I try not to be too judgmental when it comes to technology choices. There’s usually a good reason for why a tech stack or workflow turned out a certain way: it was the only thing available at the time, it grew organically, historical reasons. Also, I often work with the people who built those systems, and talking down the work someone did is never a good way to start off a relationship – you gotta have some empathy, man. In this case, it was clear that the system had grown organically out of a need to just get some numbers, but it no longer served the requirements of a fast growing organization that wanted to consistently use data in its decision making processes. Both the technology and the workflows meant that the “data producers” (the application teams and DBA team) were removed from the actual use cases and often had to “throw data over the fence”, whereas the “data users” had little ability to drill into data, slice and dice it any way they wanted, or get deeper into analyses that tackled more complex questions than just “getting numbers”.

To the drawing board!

After several weeks of conversations, endless pages of notes, diagrams, and a lot of confusion about card and coin terminology (wait, what is a “flip” again?) I started to form a clearer picture of the data flow across Collectors as well as some key data needs, which would inform the design of our centralized data platform. First of all, what did we actually want to accomplish and why? Well, as with any organization, Collectors constantly tracks metrics in order to inform business decisions: How many items of which type are collectors submitting to us?
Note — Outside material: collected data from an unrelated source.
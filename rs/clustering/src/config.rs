use serde::{Deserialize, Serialize};

use crate::error::{Error, Result};

fn default_max_iteration() -> usize {
    100
}

fn default_tolerance() -> f32 {
    1e-4
}

fn default_seed() -> u64 {
    42
}

/// Hyperparameters for k-means.
#[derive(Serialize, Deserialize, Debug, Clone, PartialEq)]
pub struct KMeansConfig {
    /// Number of clusters to build. Must be positive and no larger than the number of points
    /// passed to `fit`.
    pub num_clusters: usize,

    /// Maximum number of assign/update rounds.
    /// Default: 100
    #[serde(default = "default_max_iteration")]
    pub max_iteration: usize,

    /// Fitting stops after the first round whose largest centroid displacement is strictly
    /// below this value. Zero means always run `max_iteration` rounds.
    /// Default: 1e-4
    #[serde(default = "default_tolerance")]
    pub tolerance: f32,

    /// Seed for k-means++ initialization. Same seed and same data give the same clustering.
    /// Default: 42
    #[serde(default = "default_seed")]
    pub seed: u64,
}

impl KMeansConfig {
    pub fn new(num_clusters: usize) -> Self {
        Self {
            num_clusters,
            max_iteration: default_max_iteration(),
            tolerance: default_tolerance(),
            seed: default_seed(),
        }
    }

    pub fn validate(&self) -> Result<()> {
        if self.num_clusters == 0 {
            return Err(Error::InvalidInput(
                "number of clusters must be > 0".to_string(),
            ));
        }
        if self.max_iteration == 0 {
            return Err(Error::InvalidInput(
                "max iteration must be > 0".to_string(),
            ));
        }
        if !self.tolerance.is_finite() || self.tolerance < 0.0 {
            return Err(Error::InvalidInput(format!(
                "tolerance must be a finite non-negative number, got {}",
                self.tolerance
            )));
        }
        Ok(())
    }
}

#[cfg(test)]
mod tests {
    use super::*;

    #[test]
    fn test_defaults_from_yaml() {
        let config: KMeansConfig = serde_yaml::from_str("num_clusters: 5").unwrap();
        assert_eq!(config, KMeansConfig::new(5));
        assert_eq!(config.max_iteration, 100);
        assert_eq!(config.tolerance, 1e-4);
        assert_eq!(config.seed, 42);
    }

    #[test]
    fn test_full_yaml() {
        let yaml = "num_clusters: 3\nmax_iteration: 10\ntolerance: 0.001\nseed: 7\n";
        let config: KMeansConfig = serde_yaml::from_str(yaml).unwrap();
        assert_eq!(config.num_clusters, 3);
        assert_eq!(config.max_iteration, 10);
        assert_eq!(config.tolerance, 1e-3);
        assert_eq!(config.seed, 7);
    }

    #[test]
    fn test_validate() {
        assert!(KMeansConfig::new(1).validate().is_ok());
        assert!(matches!(
            KMeansConfig::new(0).validate(),
            Err(Error::InvalidInput(_))
        ));

        let mut config = KMeansConfig::new(2);
        config.max_iteration = 0;
        assert!(matches!(config.validate(), Err(Error::InvalidInput(_))));

        let mut config = KMeansConfig::new(2);
        config.tolerance = -1.0;
        assert!(matches!(config.validate(), Err(Error::InvalidInput(_))));

        config.tolerance = f32::NAN;
        assert!(matches!(config.validate(), Err(Error::InvalidInput(_))));

        config.tolerance = 0.0;
        assert!(config.validate().is_ok());
    }
}
use std::fs::File;
use std::io::{BufWriter, Write};
use std::path::Path;

use anyhow::{anyhow, Result};

fn column_names(dimension: usize) -> Vec<String> {
    match dimension {
        2 => vec!["x".to_string(), "y".to_string()],
        3 => vec!["x".to_string(), "y".to_string(), "z".to_string()],
        _ => (0..dimension).map(|i| format!("x{}", i)).collect(),
    }
}

/// Write a comma separated table: a header row, then one row per point with its coordinates
/// followed by its cluster label.
pub fn write_labeled_points<W: Write, P: AsRef<[f32]>>(
    writer: &mut W,
    data: &[P],
    labels: &[usize],
) -> Result<()> {
    if data.len() != labels.len() {
        return Err(anyhow!(
            "Number of points {} is not equal to number of labels {}",
            data.len(),
            labels.len()
        ));
    }

    let dimension = data.first().map(|p| p.as_ref().len()).unwrap_or(0);
    let mut header = column_names(dimension);
    header.push("label".to_string());
    writeln!(writer, "{}", header.join(","))?;

    for (point, label) in data.iter().zip(labels.iter()) {
        for x in point.as_ref() {
            write!(writer, "{},", x)?;
        }
        writeln!(writer, "{}", label)?;
    }
    writer.flush()?;
    Ok(())
}

pub fn write_labeled_points_to_file<P: AsRef<[f32]>>(
    path: &Path,
    data: &[P],
    labels: &[usize],
) -> Result<()> {
    let file = File::create(path)
        .map_err(|e| anyhow!("Failed to open {} for writing: {}", path.display(), e))?;
    let mut writer = BufWriter::new(file);
    write_labeled_points(&mut writer, data, labels)
}
// Shared transport configuration for building reqwest::Client instances.
//
// The backend is a plain-HTTP service on the local network, so there is
// no TLS or cookie plumbing here -- just timeout and user-agent settings
// shared by every ApiClient.

use std::time::Duration;

/// Shared transport configuration for building HTTP clients.
#[derive(Debug, Clone)]
pub struct TransportConfig {
    pub timeout: Duration,
}

impl Default for TransportConfig {
    fn default() -> Self {
        Self {
            timeout: Duration::from_secs(10),
        }
    }
}

impl TransportConfig {
    /// Build a `reqwest::Client` from this config.
    pub fn build_client(&self) -> Result<reqwest::Client, crate::error::Error> {
        let client = reqwest::Client::builder()
            .timeout(self.timeout)
            .user_agent(concat!("fairshare/", env!("CARGO_PKG_VERSION")))
            .build()?;
        Ok(client)
    }
}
How fast are we grading them? Are there any new trends emerging in the world of collectibles that we should be prepared for? Do our turnaround times for customer service requests meet our standards? Rather than using anecdotes or “gut feelings” to answer those types of questions, we needed a reliable, centralized source of information. What was currently buried in various reports and Excel spreadsheets should become a collection of dashboards and ad-hoc analyses using a modern Business Intelligence (BI) tool that would allow users to filter, sort, and drill down into the data. The dashboards would be built on top of a reusable and well documented metrics layer, which would be fed by clean and validated data that’s updated periodically. Sounds pretty neat, right?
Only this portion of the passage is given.